Retiring Abroad

The lure of an affordable cost of living and temperate climates is leading a growing number of Americans to retire abroad. Many others are looking at the financial aspects of the idea. In some cases it may be a return to one’s native country or that of one’s forebears. Perhaps it’s to a place where one once worked or studied. As proof that the attraction of foreign countries is strong, over 400,000 Social Security checks are mailed abroad each year, according to The Only Retirement Guide You’ll Ever Need by Kathryn and Ross Petras (Simon & Schuster).

The trend is likely to continue, according to a recent article in The New York Times. In 2006 the first of the baby-boomers begin to reach age 60, at a rate of more than 4 million people a year.

Are you considering the possibility of retiring overseas? The following considerations should be examined carefully prior to any decision to have a foreign retirement.

Your place of destination

If you are not completely familiar with the strength of the foreign country’s government or its financial institutions, make that task your starting point. Stability is the key, says John Briley, senior managing editor for iJet Intelligent Risk Systems, an organization that monitors security around the world. Briley recommends that retirees should consider issues such as racism, police corruption, organized crime and terrorism.

With regard to real estate, Briley notes that although home prices may seem very attractive by comparison with the U.S. market, you should make certain that the amenities that you seek are available where you ultimately will make your home.

U.S. taxes

U.S. taxes are payable on pensions sent abroad. An exclusion does apply up to a certain limit for income earned abroad. Depending upon your state, you may not be liable for state taxes.

Foreign taxes

Foreign taxes vary enormously, depending upon the country that you choose. Tax treaties between the U.S. and other countries often determine the amount payable. You can obtain a list of treaty countries and tax rates by obtaining IRS Publication 901 (U.S. Tax Treaties),  available at www.irs.gov/pub/irs-pdf/p901.pdf or by calling 1-800-TAX-FORM (1.800.829.3676). Provincial or local taxes also may apply.

For example, Canada’s federal and provincial tax bite can be as much as 50%. Don’t forget about inheritance taxes. Many countries have strict rules regarding disposal of an estate upon death.

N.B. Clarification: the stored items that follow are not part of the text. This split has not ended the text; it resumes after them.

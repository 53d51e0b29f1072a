use chrono::{DateTime, Utc};
use serde::{Deserialize, Serialize};

pub mod currency {
    use super::*;

    /// Request body for creating a currency.
    #[derive(Debug, Serialize, Deserialize)]
    pub struct CurrencyNew {
        pub code: String,
        pub name: String,
    }

    /// Request body for PATCH/PUT.
    ///
    /// Absent fields leave the stored value unchanged. The code is the
    /// lookup key and cannot be patched.
    #[derive(Debug, Default, Serialize, Deserialize)]
    pub struct CurrencyUpdate {
        pub name: Option<String>,
    }

    /// A currency as it appears on the wire.
    ///
    /// The creation timestamp is serialized as `createdDate`.
    #[derive(Debug, Serialize, Deserialize)]
    #[serde(rename_all = "camelCase")]
    pub struct CurrencyView {
        pub code: String,
        pub name: String,
        pub created_date: DateTime<Utc>,
    }
}
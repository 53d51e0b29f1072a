//! Initial schema migration.
//!
//! Creates the single table of the service:
//!
//! - `currencies`: the catalog, keyed by the currency code itself. The
//!   `created_at` column only drives the newest-first listing order.

use sea_orm_migration::prelude::*;

#[derive(DeriveMigrationName)]
pub struct Migration;

#[derive(Iden)]
enum Currencies {
    Table,
    Code,
    Name,
    CreatedAt,
}

#[async_trait::async_trait]
impl MigrationTrait for Migration {
    async fn up(&self, manager: &SchemaManager) -> Result<(), DbErr> {
        manager
            .create_table(
                Table::create()
                    .table(Currencies::Table)
                    .if_not_exists()
                    .col(
                        ColumnDef::new(Currencies::Code)
                            .string()
                            .not_null()
                            .primary_key(),
                    )
                    .col(ColumnDef::new(Currencies::Name).string().not_null())
                    .col(
                        ColumnDef::new(Currencies::CreatedAt)
                            .timestamp_with_time_zone()
                            .not_null(),
                    )
                    .to_owned(),
            )
            .await
    }

    async fn down(&self, manager: &SchemaManager) -> Result<(), DbErr> {
        manager
            .drop_table(Table::drop().table(Currencies::Table).to_owned())
            .await
    }
}
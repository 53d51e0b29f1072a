use migration::{Migrator, MigratorTrait};
use settings::Database;

mod settings;

#[tokio::main]
async fn main() -> Result<(), Box<dyn std::error::Error + Send + Sync>> {
    let settings = settings::Settings::new()?;

    tracing_subscriber::fmt()
        .with_env_filter(format!(
            "valuta={level},server={level},engine={level}",
            level = settings.app.level
        ))
        .init();

    let server = settings.server;
    tracing::info!("Starting currency catalog server...");

    let db = parse_database(&server.database).await?;
    let engine = engine::Engine::builder().database(db).build();

    let bind = server.bind.unwrap_or_else(|| "127.0.0.1".to_string());
    let addr = format!("{}:{}", bind, server.port);
    let listener = tokio::net::TcpListener::bind(addr).await?;

    server::run_with_listener(engine, server.page_size, listener).await?;

    Ok(())
}

async fn parse_database(
    config: &settings::Database,
) -> Result<sea_orm::DatabaseConnection, Box<dyn std::error::Error + Send + Sync>> {
    let url = match config {
        Database::Memory => String::from("sqlite::memory:"),
        Database::Sqlite(path) => format!("sqlite:{}?mode=rwc", path),
    };

    let database = sea_orm::Database::connect(url).await?;
    Migrator::up(&database, None).await?;
    Ok(database)
}
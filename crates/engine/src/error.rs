//! The module contains the errors the engine can throw.
//!
//! The errors are:
//!
//! - [`NotFound`] thrown when a currency code has no stored row.
//! - [`AlreadyExists`] thrown when a create collides with a stored code.
//! - [`Database`] wraps any failure coming from the storage layer.
//!
//!  [`NotFound`]: EngineError::NotFound
//!  [`AlreadyExists`]: EngineError::AlreadyExists
//!  [`Database`]: EngineError::Database
use sea_orm::DbErr;
use thiserror::Error;

/// Engine custom errors.
#[derive(Error, Debug)]
pub enum EngineError {
    #[error("currency {0} not found")]
    NotFound(String),
    #[error("currency {0} already exists")]
    AlreadyExists(String),
    #[error(transparent)]
    Database(#[from] DbErr),
}

impl PartialEq for EngineError {
    fn eq(&self, other: &Self) -> bool {
        match (self, other) {
            (Self::NotFound(a), Self::NotFound(b)) => a == b,
            (Self::AlreadyExists(a), Self::AlreadyExists(b)) => a == b,
            (Self::Database(a), Self::Database(b)) => a.to_string() == b.to_string(),
            _ => false,
        }
    }
}
use chrono::{DateTime, Utc};
use serde::{Deserialize, Serialize};

/// Role resolved by the authentication boundary and consumed as-is here.
#[derive(Debug, Clone, Copy, PartialEq, Eq, Hash, Serialize, Deserialize)]
#[serde(rename_all = "SCREAMING_SNAKE_CASE")]
pub enum Role {
    Candidate,
    Recruiter,
    Admin,
}

impl Role {
    pub const fn label(self) -> &'static str {
        match self {
            Role::Candidate => "CANDIDATE",
            Role::Recruiter => "RECRUITER",
            Role::Admin => "ADMIN",
        }
    }
}

/// Reference data owned by the auth subsystem; the workflows only read it.
#[derive(Debug, Clone, PartialEq, Serialize, Deserialize)]
pub struct User {
    pub id: String,
    pub email: String,
    pub first_name: String,
    pub last_name: String,
    pub role: Role,
    #[serde(skip_serializing_if = "Option::is_none")]
    pub phone: Option<String>,
    #[serde(skip_serializing_if = "Option::is_none")]
    pub resume_url: Option<String>,
    #[serde(skip_serializing_if = "Option::is_none")]
    pub profile_picture_url: Option<String>,
    pub created_at: DateTime<Utc>,
    pub updated_at: DateTime<Utc>,
}

impl User {
    pub fn display_name(&self) -> String {
        format!("{} {}", self.first_name, self.last_name)
    }
}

Hint: You may be able to shelter some pension funds from foreign taxation by rolling the assets into an IRA. Check with your accountant or a foreign tax specialist to determine whether the foreign country would view a rollover as nontaxable capital.

Social Security

In most cases Social Security checks will continue to be issued. However, there are exceptions for residents of certain countries. In the past these tended to be the communist countries, but those on the government’s list of terrorist hotspots also may be restricted.

Insurance

Medicare doesn’t cover care outside the U.S. and its territories, except for certain Canadian and Mexican facilities. Because many employers’ health-care insurance plans are tied to Medicare, such plans may change for participants who move abroad. The solution can be insuring yourself with the national insurance of your country of residence. This insurance (particularly in Europe) may be relatively inexpensive. Check with the country’s embassy to find out more.

Currency fluctuations

If the local currency is low against the dollar, your pension payments (in dollars) will buy more local currency. But the opposite always can be true in a changing global money market. Protections? Invest some money in local currency, such as money market or mutual funds, as a hedge against upward swings. Or think about an interest-bearing account in the U.S. that pays interest in foreign currency. This account also may maintain the protection of FDIC insurance, which you lose overseas. In either case, you may wish to invest with a U.S. company’s branches abroad or with large multinational firms.

A checklist

Still and all, for those with the will, the way and the resources, the world is your oyster at retirement. To help you plan, here’s a short checklist of important practical matters:

• Make sure that you have revisited the country and locale at least once close to the time of your retirement.
• Apply for a residency visa and other documents early. Be mindful of fraud if you choose a private emigration service.
• Research shipping methods and firms. If duty-free entry is not so compelling, consider what you’ll want to sell and repurchase abroad (washing machines, TVs, etc.).
• Inventory in writing exactly what you are taking.

And most important: Bon voyage! Don’t forget to revisit us soon.